Here in this blog post we are discussing the figurative falling down. Last week almost exactly at this time, I had an interesting conversation with a company’s recruiter about a very interesting job possibility. It was exciting to have someone contact me, pretty much out of the blue, about an interesting opportunity that would meld my love of writing with my capabilities as an attorney. The weekend that followed was one that I haven’t had in a while, daydreams full of possibilities about what might be while working on some supplemental documentation that was requested from me.  I have learned that I am not a lucky one in a lot of respects and therefore generally resign myself to the pessimistic side of my own abilities and capabilities, but I succumbed on this one and actually became more and more intrigued by what seemed a pretty real potential opportunity and ever so slightly, more excited about this possible new chapter.

Did it work out?

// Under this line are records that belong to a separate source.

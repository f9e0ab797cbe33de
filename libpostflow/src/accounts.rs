//! Connected platform accounts
//!
//! Handles the OAuth handshake (state and PKCE verifier live in the
//! database, so any process can finish a flow another one started) and
//! hands out credentials, refreshing expired tokens on the way.

use std::collections::HashMap;
use std::sync::{Arc, Mutex};

use chrono::Duration;
use tracing::{debug, info, warn};

use crate::clock::SharedClock;
use crate::db::Database;
use crate::error::{PlatformError, PostflowError, Result};
use crate::platforms::{PlatformAdapter, PlatformFactory};
use crate::types::{AccessTokenData, AuthorizationRequest, Credential, Platform};

/// OAuth `state` values are accepted for this long
pub const STATE_TTL_MINUTES: i64 = 10;

type RefreshLocks = HashMap<(String, Platform), Arc<tokio::sync::Mutex<()>>>;

pub struct AccountService {
    db: Database,
    factory: Arc<PlatformFactory>,
    clock: SharedClock,
    refresh_locks: Mutex<RefreshLocks>,
}

fn auth_error(platform: Platform, message: impl Into<String>) -> PostflowError {
    PlatformError::auth(message)
        .with_context("platform", platform.as_str())
        .into()
}

impl AccountService {
    pub fn new(db: Database, factory: Arc<PlatformFactory>, clock: SharedClock) -> Self {
        Self {
            db,
            factory,
            clock,
            refresh_locks: Mutex::new(HashMap::new()),
        }
    }

    /// Start an OAuth flow and remember its state until the callback
    pub async fn begin_authorization(&self, platform: Platform) -> Result<AuthorizationRequest> {
        let adapter = self.factory.get_platform(platform)?;
        let request = adapter.get_auth_url()?;
        let now = self.clock.now();

        let purged = self
            .db
            .purge_oauth_states_before(now - Duration::minutes(STATE_TTL_MINUTES))
            .await?;
        if purged > 0 {
            debug!(purged, "Dropped expired OAuth states");
        }

        self.db
            .insert_oauth_state(&request.state, platform, request.code_verifier.as_deref(), now)
            .await?;

        debug!(platform = %platform, "Authorization started");
        Ok(request)
    }

    /// Finish an OAuth flow started by [`begin_authorization`](Self::begin_authorization)
    ///
    /// The state is consumed whether or not the exchange succeeds.
    pub async fn complete_authorization(
        &self,
        user_id: &str,
        platform: Platform,
        state: &str,
        code: &str,
    ) -> Result<Credential> {
        let stored = self
            .db
            .take_oauth_state(state)
            .await?
            .ok_or_else(|| auth_error(platform, "Unknown or already used authorization state"))?;

        if stored.platform != platform {
            return Err(auth_error(
                platform,
                format!(
                    "Authorization state was issued for {}, not {}",
                    stored.platform, platform
                ),
            ));
        }
        if self.clock.now() - stored.created_at > Duration::minutes(STATE_TTL_MINUTES) {
            return Err(auth_error(platform, "Authorization state has expired"));
        }

        let adapter = self.factory.get_platform(platform)?;
        let token = adapter
            .authorize(code, stored.code_verifier.as_deref())
            .await?;
        self.store_connection(user_id, adapter.as_ref(), token).await
    }

    /// Connect a Bluesky account with a handle and an app password
    pub async fn connect_with_password(
        &self,
        user_id: &str,
        identifier: &str,
        password: &str,
    ) -> Result<Credential> {
        let adapter = self.factory.get_platform(Platform::Bluesky)?;
        let token = adapter.authorize(identifier, Some(password)).await?;
        self.store_connection(user_id, adapter.as_ref(), token).await
    }

    async fn store_connection(
        &self,
        user_id: &str,
        adapter: &dyn PlatformAdapter,
        token: AccessTokenData,
    ) -> Result<Credential> {
        let platform = adapter.platform();
        let user = adapter.get_user(&token.access_token).await?;

        let mut credential = Credential::from_token(user_id, platform, token, self.clock.now());
        credential.platform_user_id = Some(user.id);
        credential.username = Some(user.username);
        self.db.upsert_credential(&credential).await?;

        info!(
            user_id = %user_id,
            platform = %platform,
            username = credential.username.as_deref().unwrap_or_default(),
            "Account connected"
        );
        Ok(credential)
    }

    /// Forget the stored credential, returning whether one existed
    pub async fn disconnect(&self, user_id: &str, platform: Platform) -> Result<bool> {
        let removed = self.db.delete_credential(user_id, platform).await?;
        if removed {
            info!(user_id = %user_id, platform = %platform, "Account disconnected");
        }
        Ok(removed)
    }

    fn refresh_lock(&self, user_id: &str, platform: Platform) -> Arc<tokio::sync::Mutex<()>> {
        let mut locks = self
            .refresh_locks
            .lock()
            .unwrap_or_else(|poisoned| poisoned.into_inner());
        locks
            .entry((user_id.to_string(), platform))
            .or_default()
            .clone()
    }

    /// Drop the account's lock once nobody else holds or waits on it
    fn release_refresh_lock(
        &self,
        user_id: &str,
        platform: Platform,
        lock: Arc<tokio::sync::Mutex<()>>,
    ) {
        let mut locks = self
            .refresh_locks
            .lock()
            .unwrap_or_else(|poisoned| poisoned.into_inner());
        let key = (user_id.to_string(), platform);
        let ours = locks.get(&key).is_some_and(|held| Arc::ptr_eq(held, &lock));
        // One reference in the map, one here
        if ours && Arc::strong_count(&lock) == 2 {
            locks.remove(&key);
        }
    }

    /// Like [`credential_for`](Self::credential_for) but a missing account is
    /// an authentication error
    pub async fn require_credential(&self, user_id: &str, platform: Platform) -> Result<Credential> {
        self.credential_for(user_id, platform).await?.ok_or_else(|| {
            PlatformError::auth(format!(
                "No {} credentials found for user {}",
                platform, user_id
            ))
            .with_context("platform", platform.as_str())
            .into()
        })
    }

    /// Usable credential for `user_id` on `platform`, `None` when not connected
    ///
    /// Expired tokens are refreshed first. Concurrent callers for the same
    /// account wait on one refresh instead of starting their own.
    pub async fn credential_for(
        &self,
        user_id: &str,
        platform: Platform,
    ) -> Result<Option<Credential>> {
        let Some(credential) = self.db.get_credential(user_id, platform).await? else {
            return Ok(None);
        };
        if !credential.is_expired(self.clock.now()) {
            return Ok(Some(credential));
        }

        let lock = self.refresh_lock(user_id, platform);
        let refreshed = {
            let _guard = lock.lock().await;
            self.refresh_expired(user_id, platform).await
        };
        self.release_refresh_lock(user_id, platform, lock);
        refreshed
    }

    /// Refresh under the account's lock, re-reading first
    async fn refresh_expired(&self, user_id: &str, platform: Platform) -> Result<Option<Credential>> {
        // Someone else may have refreshed while we waited
        let Some(mut credential) = self.db.get_credential(user_id, platform).await? else {
            return Ok(None);
        };
        let now = self.clock.now();
        if !credential.is_expired(now) {
            return Ok(Some(credential));
        }

        let Some(refresh_token) = credential.refresh_token.clone() else {
            warn!(user_id = %user_id, platform = %platform, "Token expired without refresh token");
            return Err(auth_error(
                platform,
                format!("{} token expired and cannot be refreshed, reconnect the account", platform),
            ));
        };

        let adapter = self.factory.get_platform(platform)?;
        let token = adapter.refresh_token(&refresh_token).await?;
        credential.apply_refresh(token, now);
        self.db.upsert_credential(&credential).await?;

        info!(user_id = %user_id, platform = %platform, "Access token refreshed");
        Ok(Some(credential))
    }
}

Short answer, no. Was I disappointed? Absolutely. But I did what a responsible adult that’s on the other side of the half-century mark would do (after my little emotional breakdown and pity party) and stood back up after that fall. I got up the next morning and did the job I have, not having the time to give much though to the remotely possible imaginary job I might have loved (or I might have hated). It was the stuff of daydreams and I had a great couple days imaging “what ifs” and feeling pretty flattered about being contacted at all. Lesson learned is that I was probably the most upset with myself that I let someone clear across the country have that kind of control over me and that I was that quick to fall. People don’t just get phone calls for potentially awesome job opportunities out of the blue that actually happen. At least not in my world.

If I were feeling optimistic, which I try to be, I would say that this means there is a better opportunity that awaits. Not sure I have gotten there yet. For now, I stood back up. That is enough.